My heart started pounding as fast as it had while hiking up the hill to get here. Studio time? The thirty-first? That was only a little more than a week away. I left her on read and walked outside the building, willing my heart to slow down.

Back in the sunshine, I looked at the reconstruction. It just looked like a sad, old wooden building where a bunch of English kids camped out through brutal Great Lakes winters.

I shook my head. I was being ridiculous. Why was I looking for remnants of a ghost when I should be rehearsing? Or actually trying to sell my house so I could return to real life?

Before I could convince myself not to, I sent a thumbs-up emoji in reply to Brooke. I could get back by the thirty-first. Somehow. Just needed to convince my cousin not to sue me and sell my house. No problem.

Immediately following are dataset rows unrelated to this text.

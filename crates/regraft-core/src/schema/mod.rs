//! Runtime schema discovery.
//!
//! Tables and columns are data looked up at run time, never compile-time
//! identifiers. All facts are memoized per table for the duration of one
//! migration run; schema does not change mid-run.

pub mod relation;

pub use relation::{ForeignKeyEdge, OnDelete, RelationKind};

use crate::{
    error::{EngineError, ErrorOrigin, SqlResultExt},
    mapping::ID_MAP_TABLE,
    sql::Ident,
};
use rusqlite::Connection;
use std::{
    collections::HashMap,
    sync::{Arc, Mutex},
};
use tracing::debug;

///
/// ColumnFacts
///

#[derive(Clone, Debug)]
pub struct ColumnFacts {
    pub name: String,
    pub declared_type: String,
    /// Generated columns are not updatable and are skipped by bulk writes.
    pub updatable: bool,
}

///
/// TableFacts
///
/// Everything the engine needs to know about one physical table: columns,
/// identity shape, outgoing single-column foreign keys, unique index sets.
///

#[derive(Clone, Debug)]
pub struct TableFacts {
    pub name: String,
    pub columns: Vec<ColumnFacts>,
    pub has_id: bool,
    pub foreign_keys: Vec<ForeignKeyEdge>,
    pub unique_indexes: Vec<Vec<String>>,
}

impl TableFacts {
    #[must_use]
    pub fn column(&self, name: &str) -> Option<&ColumnFacts> {
        self.columns.iter().find(|c| c.name == name)
    }

    /// Ordered column names minus `ignore`.
    #[must_use]
    pub fn column_names(&self, ignore: &[&str]) -> Vec<String> {
        self.columns
            .iter()
            .filter(|c| !ignore.contains(&c.name.as_str()))
            .map(|c| c.name.clone())
            .collect()
    }
}

///
/// SchemaCache
///
/// Run-scoped read-only cache over the database catalog. Staleness across
/// runs is acceptable; a run never alters the schema it discovered.
///

#[derive(Debug, Default)]
pub struct SchemaCache {
    tables: Mutex<HashMap<String, Arc<TableFacts>>>,
    reverse: Mutex<Option<Arc<HashMap<String, Vec<ForeignKeyEdge>>>>>,
}

impl SchemaCache {
    #[must_use]
    pub fn new() -> Self {
        Self::default()
    }

    pub fn table_exists(&self, conn: &Connection, table: &str) -> Result<bool, EngineError> {
        if self.tables.lock().expect("schema cache poisoned").contains_key(table) {
            return Ok(true);
        }
        let n: i64 = conn
            .query_row(
                "SELECT count(*) FROM sqlite_master WHERE type = 'table' AND name = ?1",
                [table],
                |row| row.get(0),
            )
            .at(ErrorOrigin::Introspect)?;
        Ok(n > 0)
    }

    /// Memoized facts for one table. Schema error if the table is missing.
    pub fn facts(&self, conn: &Connection, table: &str) -> Result<Arc<TableFacts>, EngineError> {
        if let Some(facts) = self.tables.lock().expect("schema cache poisoned").get(table) {
            return Ok(Arc::clone(facts));
        }
        let facts = Arc::new(load_facts(conn, table)?);
        self.tables
            .lock()
            .expect("schema cache poisoned")
            .insert(table.to_owned(), Arc::clone(&facts));
        Ok(facts)
    }

    /// Ordered column names of `table` minus `ignore`.
    pub fn columns(
        &self,
        conn: &Connection,
        table: &str,
        ignore: &[&str],
    ) -> Result<Vec<String>, EngineError> {
        Ok(self.facts(conn, table)?.column_names(ignore))
    }

    /// Whether `column` exists on `table` and accepts bulk updates.
    /// Missing columns report `false`; callers decide whether that is fatal.
    pub fn column_updatable(
        &self,
        conn: &Connection,
        table: &str,
        column: &str,
    ) -> Result<bool, EngineError> {
        Ok(self
            .facts(conn, table)?
            .column(column)
            .is_some_and(|c| c.updatable))
    }

    /// Foreign-key edges whose *target* is `table`'s id column.
    /// The reverse map is built by one full-schema scan and cached.
    pub fn referencing(
        &self,
        conn: &Connection,
        table: &str,
    ) -> Result<Vec<ForeignKeyEdge>, EngineError> {
        let map = self.reverse_map(conn)?;
        Ok(map
            .get(table)
            .map(|edges| {
                edges
                    .iter()
                    .filter(|e| e.target_column == "id")
                    .cloned()
                    .collect()
            })
            .unwrap_or_default())
    }

    /// Unique index column sets on `table` containing at least `columns`.
    pub fn unique_indexes_with(
        &self,
        conn: &Connection,
        table: &str,
        columns: &[&str],
    ) -> Result<Vec<Vec<String>>, EngineError> {
        let facts = self.facts(conn, table)?;
        Ok(facts
            .unique_indexes
            .iter()
            .filter(|index| columns.iter().all(|c| index.iter().any(|ic| ic == c)))
            .cloned()
            .collect())
    }

    /// `Some((min, max))` of the table's id column, `None` when empty.
    pub fn id_bounds(
        &self,
        conn: &Connection,
        table: &str,
    ) -> Result<Option<(i64, i64)>, EngineError> {
        let facts = self.facts(conn, table)?;
        if !facts.has_id {
            return Err(EngineError::new(
                crate::error::ErrorClass::Schema,
                ErrorOrigin::Introspect,
                format!("table '{table}' has no simple id column"),
            ));
        }
        let ident = Ident::new(table)?;
        let bounds: (Option<i64>, Option<i64>) = conn
            .query_row(
                &format!("SELECT min(\"id\"), max(\"id\") FROM {ident}"),
                [],
                |row| Ok((row.get(0)?, row.get(1)?)),
            )
            .at(ErrorOrigin::Introspect)?;
        match bounds {
            (Some(lo), Some(hi)) => Ok(Some((lo, hi))),
            _ => Ok(None),
        }
    }

    fn reverse_map(
        &self,
        conn: &Connection,
    ) -> Result<Arc<HashMap<String, Vec<ForeignKeyEdge>>>, EngineError> {
        if let Some(map) = self.reverse.lock().expect("schema cache poisoned").as_ref() {
            return Ok(Arc::clone(map));
        }

        let mut map: HashMap<String, Vec<ForeignKeyEdge>> = HashMap::new();
        for table in all_tables(conn)? {
            if Ident::new(&table).is_err() {
                debug!(%table, "skipping table with non-plain name in reverse scan");
                continue;
            }
            let facts = self.facts(conn, &table)?;
            for edge in &facts.foreign_keys {
                map.entry(edge.target_table.clone())
                    .or_default()
                    .push(edge.clone());
            }
        }

        let map = Arc::new(map);
        *self.reverse.lock().expect("schema cache poisoned") = Some(Arc::clone(&map));
        Ok(map)
    }
}

fn all_tables(conn: &Connection) -> Result<Vec<String>, EngineError> {
    let mut stmt = conn
        .prepare(
            "SELECT name FROM sqlite_master \
             WHERE type = 'table' AND name NOT LIKE 'sqlite_%' AND name != ?1 \
             ORDER BY name",
        )
        .at(ErrorOrigin::Introspect)?;
    let names = stmt
        .query_map([ID_MAP_TABLE], |row| row.get::<_, String>(0))
        .at(ErrorOrigin::Introspect)?
        .collect::<Result<Vec<_>, _>>()
        .at(ErrorOrigin::Introspect)?;
    Ok(names)
}

fn load_facts(conn: &Connection, table: &str) -> Result<TableFacts, EngineError> {
    let exists: i64 = conn
        .query_row(
            "SELECT count(*) FROM sqlite_master WHERE type = 'table' AND name = ?1",
            [table],
            |row| row.get(0),
        )
        .at(ErrorOrigin::Introspect)?;
    if exists == 0 {
        return Err(EngineError::missing_table(ErrorOrigin::Introspect, table));
    }
    let ident = Ident::new(table)?;

    // hidden: 0 = plain, 1 = virtual-table internal, 2/3 = generated
    let mut columns = Vec::new();
    let mut stmt = conn
        .prepare(&format!("PRAGMA table_xinfo({ident})"))
        .at(ErrorOrigin::Introspect)?;
    let rows = stmt
        .query_map([], |row| {
            Ok((
                row.get::<_, String>("name")?,
                row.get::<_, String>("type")?,
                row.get::<_, i64>("hidden")?,
            ))
        })
        .at(ErrorOrigin::Introspect)?;
    for row in rows {
        let (name, declared_type, hidden) = row.at(ErrorOrigin::Introspect)?;
        if hidden == 1 {
            continue;
        }
        columns.push(ColumnFacts {
            name,
            declared_type,
            updatable: hidden == 0,
        });
    }
    let has_id = columns.iter().any(|c| c.name == "id");

    let foreign_keys = load_foreign_keys(conn, table, &ident)?;
    let unique_indexes = load_unique_indexes(conn, &ident)?;

    Ok(TableFacts {
        name: table.to_owned(),
        columns,
        has_id,
        foreign_keys,
        unique_indexes,
    })
}

fn load_foreign_keys(
    conn: &Connection,
    table: &str,
    ident: &Ident,
) -> Result<Vec<ForeignKeyEdge>, EngineError> {
    let mut stmt = conn
        .prepare(&format!("PRAGMA foreign_key_list({ident})"))
        .at(ErrorOrigin::Introspect)?;
    let rows = stmt
        .query_map([], |row| {
            Ok((
                row.get::<_, i64>("id")?,
                row.get::<_, i64>("seq")?,
                row.get::<_, String>("table")?,
                row.get::<_, String>("from")?,
                row.get::<_, Option<String>>("to")?,
                row.get::<_, String>("on_delete")?,
            ))
        })
        .at(ErrorOrigin::Introspect)?;

    let mut edges: Vec<(i64, ForeignKeyEdge)> = Vec::new();
    let mut composite: Vec<i64> = Vec::new();
    for row in rows {
        let (fk_id, seq, target, from, to, on_delete) = row.at(ErrorOrigin::Introspect)?;
        if seq > 0 {
            // composite foreign keys are outside the model
            composite.push(fk_id);
            continue;
        }
        edges.push((
            fk_id,
            ForeignKeyEdge {
                source_table: table.to_owned(),
                source_column: from,
                target_table: target,
                // an omitted target column references the primary key
                target_column: to.unwrap_or_else(|| "id".to_owned()),
                on_delete: OnDelete::parse(&on_delete),
            },
        ));
    }
    Ok(edges
        .into_iter()
        .filter(|(fk_id, _)| !composite.contains(fk_id))
        .map(|(_, edge)| edge)
        .collect())
}

fn load_unique_indexes(conn: &Connection, ident: &Ident) -> Result<Vec<Vec<String>>, EngineError> {
    let mut stmt = conn
        .prepare(&format!("PRAGMA index_list({ident})"))
        .at(ErrorOrigin::Introspect)?;
    let index_names = stmt
        .query_map([], |row| {
            Ok((row.get::<_, String>("name")?, row.get::<_, i64>("unique")?))
        })
        .at(ErrorOrigin::Introspect)?
        .collect::<Result<Vec<_>, _>>()
        .at(ErrorOrigin::Introspect)?;

    let mut indexes = Vec::new();
    for (name, unique) in index_names {
        if unique == 0 {
            continue;
        }
        let Ok(index_ident) = Ident::new(&name) else {
            continue;
        };
        let mut info = conn
            .prepare(&format!("PRAGMA index_info({index_ident})"))
            .at(ErrorOrigin::Introspect)?;
        let cols = info
            .query_map([], |row| row.get::<_, Option<String>>("name"))
            .at(ErrorOrigin::Introspect)?
            .collect::<Result<Vec<_>, _>>()
            .at(ErrorOrigin::Introspect)?;
        // expression index members come back NULL; such indexes are opaque
        if cols.iter().any(Option::is_none) {
            continue;
        }
        indexes.push(cols.into_iter().flatten().collect());
    }
    Ok(indexes)
}

#[cfg(test)]
mod tests {
    use super::*;

    fn seeded() -> Connection {
        let conn = Connection::open_in_memory().expect("open in-memory db");
        conn.execute_batch(
            "CREATE TABLE tag (id INTEGER PRIMARY KEY, name TEXT);
             CREATE TABLE partner (id INTEGER PRIMARY KEY, name TEXT);
             CREATE TABLE partner_tag (
                 partner_id INTEGER NOT NULL REFERENCES partner(id) ON DELETE CASCADE,
                 tag_id INTEGER NOT NULL REFERENCES tag(id) ON DELETE CASCADE,
                 PRIMARY KEY (partner_id, tag_id)
             );
             CREATE TABLE attachment (
                 id INTEGER PRIMARY KEY,
                 res_model TEXT,
                 res_id INTEGER,
                 kind TEXT
             );
             CREATE UNIQUE INDEX attachment_uniq ON attachment (res_model, res_id, kind);",
        )
        .expect("seed schema");
        conn
    }

    #[test]
    fn facts_report_columns_identity_and_edges() {
        let conn = seeded();
        let cache = SchemaCache::new();

        let jt = cache.facts(&conn, "partner_tag").expect("join table facts");
        assert!(!jt.has_id, "a pair-keyed join table has no simple id");
        assert_eq!(jt.column_names(&["tag_id"]), vec!["partner_id".to_owned()]);
        assert_eq!(jt.foreign_keys.len(), 2);
        assert!(jt.foreign_keys.iter().all(|e| e.on_delete.is_cascade()));

        let tag = cache.facts(&conn, "tag").expect("tag facts");
        assert!(tag.has_id);
    }

    #[test]
    fn missing_table_raises_schema_error() {
        let conn = seeded();
        let cache = SchemaCache::new();
        let err = cache
            .facts(&conn, "not_there")
            .expect_err("missing tables must not be silently tolerated");
        assert!(err.is_schema(), "{err:?}");
    }

    #[test]
    fn reverse_scan_finds_edges_targeting_a_table() {
        let conn = seeded();
        let cache = SchemaCache::new();
        let edges = cache.referencing(&conn, "tag").expect("reverse edges");
        assert_eq!(edges.len(), 1);
        assert_eq!(edges[0].source_table, "partner_tag");
        assert_eq!(edges[0].source_column, "tag_id");
        assert_eq!(edges[0].target_column, "id");
    }

    #[test]
    fn unique_indexes_filter_on_contained_columns() {
        let conn = seeded();
        let cache = SchemaCache::new();
        let hits = cache
            .unique_indexes_with(&conn, "attachment", &["res_id", "res_model"])
            .expect("unique index lookup");
        assert_eq!(hits.len(), 1);
        assert_eq!(hits[0], vec!["res_model", "res_id", "kind"]);

        let none = cache
            .unique_indexes_with(&conn, "attachment", &["res_id", "name"])
            .expect("unique index lookup");
        assert!(none.is_empty());
    }

    #[test]
    fn id_bounds_distinguish_empty_from_missing_id() {
        let conn = seeded();
        let cache = SchemaCache::new();

        assert_eq!(cache.id_bounds(&conn, "tag").expect("empty table"), None);

        conn.execute_batch("INSERT INTO tag (id, name) VALUES (3, 'a'), (9, 'b')")
            .expect("seed rows");
        // facts cache is per table name, bounds query always hits the db
        assert_eq!(
            cache.id_bounds(&conn, "tag").expect("bounds"),
            Some((3, 9))
        );

        let err = cache
            .id_bounds(&conn, "partner_tag")
            .expect_err("no id column must be a schema error");
        assert!(err.is_schema(), "{err:?}");
    }
}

Exiting the fort, I spotted a sign that read “Post Cemetery Fort Mackinac.” I hesitated. The afternoon was waning, and I still had work to do. I didn’t need to repeat the list of things I should be doing instead of chasing ghosts. A chilly breeze sent goosebumps running down my arms.

And it felt wrong, somehow. What would Annabelle say if she found out I went looking for her body?

I couldn’t help but feel a pull, though. As if seeing a stone with her name on it might connect us. If she was buried here, I could touch the ground and feel something solid of hers beneath my fingers.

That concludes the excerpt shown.